Get healthy series Part 1: Staying active

 

“If you haven’t gotten your health, you haven’t gotten anything,” or so it goes according to Count Rugen of the Princess Bride.

As extreme as is it may sound, Count Rugen is on to something.   Without good health, juggling academics, a job, family, friends, hobbies and those fourteen other commitments becomes nearly impossible.

Unfortunately, for many people when commitments pile up, maintaining a healthy lifestyle takes the back burner.

Contrary to popular belief being in good health means more than just not running a fever.  The World Health Organization defines health as “a state of complete physical, mental, and social well-being and not merely the absence of disease or infirmity.”

Over the next few weeks, the Technique will feature articles pertaining to different aspects of a healthy lifestyle.

This issue focuses on the importance of physical activity and maintaining an active lifestyle.

When life gets hectic the exercise routine is one of the first things to go.

John F. Kennedy once said, “physical fitness is not only one of the most important keys to a healthy body, it is the basis of dynamic and creative intellectual activity,” and experts agree.

It is well known that physical activity is a key component of maintaining physical health, but studies have shown that regular exercise can lead to increases in brain cell development and connections, improving learning and memorization.

Tech’s hub for physical fitness and activity is the CRC, which was recently voted number one college athletic facility by the Princeton Review.

With a myriad of programs and classes, exercise does not have to be boring.

Christie Stewart is the Associate Director for Healthy Lifestyle Programs, which include G.I.T.F.I.T programs, intramural sports, sport clubs and outdoor recreation.

“It doesn’t matter what you do – if you want to go to a fitness class, if you’re going to be downstairs lifting weights, if you’re going on a hiking trip, or if you’re playing an intramural sport.

We just want you to find something at the CRC to be involved in,” Stewart said.

Melissa Nesbitt, a fourth-year ISyE, a personal trainer and group fitness instructor at the CRC said, “I like to exercise because I like pushing my limits and seeing what my body can do.

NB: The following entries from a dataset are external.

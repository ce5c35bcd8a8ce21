//! One render pass: calendar state + width -> ordered draw primitives

use chrono::Datelike;
use serde::{Deserialize, Serialize};
use tracing::{debug, warn};

use super::labels::{label_x, month_week_index, remove_overlapping_labels};
use super::layout::CellGeometry;
use super::surface::SurfaceMetrics;
use crate::calendar::{ActivityCalendar, DAYS_PER_WEEK, WEEKS};
use crate::types::{Primitive, Rgb};

pub const MONTH_ABBREVIATIONS: [&str; 12] = [
    "Jan", "Feb", "Mar", "Apr", "May", "Jun", "Jul", "Aug", "Sep", "Oct", "Nov", "Dec",
];

/// How month labels are chosen above the grid
#[derive(Debug, Clone, Copy, PartialEq, Eq, Default, Serialize, Deserialize, clap::ValueEnum)]
#[serde(rename_all = "kebab-case")]
pub enum MonthLabelStrategy {
    /// Label every other first-of-month, at the column where it falls
    #[default]
    Alternating,
    /// Label every first-of-month, at the column where it falls
    EveryMonth,
    /// Label months centered in their columns, thinned until none overlap
    Spaced,
}

/// Colors, text size and month names, fixed at construction
#[derive(Debug, Clone, PartialEq)]
pub struct HeatmapStyle {
    pub enabled: Rgb,
    pub disabled: Rgb,
    pub text: Rgb,
    /// Label size in scale-independent pixels
    pub text_size_sp: f64,
    pub month_names: [String; 12],
    pub labels: MonthLabelStrategy,
}

impl Default for HeatmapStyle {
    fn default() -> Self {
        Self {
            enabled: Rgb::new(65, 216, 60),
            disabled: Rgb::new(236, 236, 236),
            text: Rgb::new(88, 96, 105),
            text_size_sp: 14.0,
            month_names: MONTH_ABBREVIATIONS.map(String::from),
            labels: MonthLabelStrategy::default(),
        }
    }
}

impl HeatmapStyle {
    /// Name for `month0` (0 = January); out-of-range values fall back to January
    pub fn month_name(&self, month0: usize) -> &str {
        self.month_names
            .get(month0)
            .unwrap_or(&self.month_names[0])
    }

    fn fill(&self, active: bool) -> Rgb {
        if active {
            self.enabled
        } else {
            self.disabled
        }
    }
}

/// Pending suppression of month labels within a single pass.
/// 0: the next first-of-month gets a label; 1: it is skipped.
#[derive(Debug, Default)]
struct MonthLabelState {
    next_month_in: u8,
}

impl MonthLabelState {
    /// Called on each first-of-month; whether to emit its label
    fn admit(&mut self, strategy: MonthLabelStrategy) -> bool {
        match strategy {
            MonthLabelStrategy::EveryMonth => true,
            MonthLabelStrategy::Spaced => false,
            MonthLabelStrategy::Alternating => {
                if self.next_month_in == 0 {
                    self.next_month_in = 1;
                    true
                } else {
                    self.next_month_in -= 1;
                    false
                }
            }
        }
    }
}

/// Produces the draw primitives for one frame at `width` pixels.
///
/// Rectangles come out in day-index order (the k-th rectangle is day k),
/// so the output holds exactly `calendar.day_count()` rectangles. Nothing
/// carries over between calls.
pub fn render(
    width: u32,
    calendar: &ActivityCalendar,
    style: &HeatmapStyle,
    metrics: &dyn SurfaceMetrics,
) -> Vec<Primitive> {
    let text_size = metrics.sp(style.text_size_sp);
    let geometry = CellGeometry::new(width, metrics, text_size);
    let mut primitives = Vec::with_capacity(calendar.day_count() + 13);

    if style.labels == MonthLabelStrategy::Spaced {
        spaced_labels(calendar, style, metrics, &geometry, text_size, &mut primitives);
    }

    let mut labels = MonthLabelState::default();
    let window = calendar.window();
    let final_week = window.days_in_final_week();

    'weeks: for week in 0..WEEKS {
        let rows = if week == WEEKS - 1 {
            final_week
        } else {
            DAYS_PER_WEEK
        };

        for day in 0..rows {
            let index = week * DAYS_PER_WEEK + day;
            let Some(date) = window.date_at(index) else {
                break 'weeks;
            };
            let (pos_x, pos_y) = geometry.cell_origin(week, day);

            if date.day() == 1 && labels.admit(style.labels) {
                primitives.push(Primitive::Text {
                    text: style.month_name(date.month0() as usize).to_string(),
                    x: pos_x,
                    y: geometry.label_baseline(),
                    color: style.text,
                    size: text_size,
                });
            }

            primitives.push(Primitive::Rect {
                x0: pos_x,
                y0: pos_y,
                x1: pos_x + geometry.item_size,
                y1: pos_y + geometry.item_size,
                color: style.fill(calendar.is_active_at(index)),
            });
        }
    }

    debug!(
        width,
        primitives = primitives.len(),
        labels = primitives.iter().filter(|p| p.is_text()).count(),
        "render pass"
    );
    primitives
}

fn spaced_labels(
    calendar: &ActivityCalendar,
    style: &HeatmapStyle,
    metrics: &dyn SurfaceMetrics,
    geometry: &CellGeometry,
    text_size: f64,
    primitives: &mut Vec<Primitive>,
) {
    let index = match month_week_index(calendar.start(), calendar.end()) {
        Ok(index) => index,
        Err(err) => {
            warn!(%err, "skipping month labels");
            return;
        }
    };
    let label_width = |month0: usize| {
        f64::from(metrics.text_bounds(style.month_name(month0), text_size).width())
    };

    for start in remove_overlapping_labels(&index, geometry.pitch(), &label_width) {
        let name = style.month_name(start.month0);
        primitives.push(Primitive::Text {
            text: name.to_string(),
            x: label_x(start, geometry.pitch(), label_width(start.month0)),
            y: geometry.label_baseline(),
            color: style.text,
            size: text_size,
        });
    }
}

It helps me put school and everything else aside and makes me feel strong.”

For outdoor enthusiasts, the CRC’s Outdoor Recreation department (ORGT) encourages students to get active outdoors by offering instructional programs, organized trips and equipment rental for those who desire to brave the elements on their own.

“It can be a very freeing experience to get out there.  You’re getting that physical activity in but you’re also having a great time and meeting a lot of new people,” Stewart said.

For students struggling to find their go-to physical activity or sport amongst those that already offered at Tech, there is a process in place through which students can start their own sports club.

“We already have a lot of diverse programs, but we are always open to new ideas.  We just try to offer something for every student here,” Stewart said.

Physical activity is an essential part of a balanced and healthy lifestyle. “Ultimately, the only thing you are going to stick with is something you enjoy doing or feel good about doing,” Stewart said.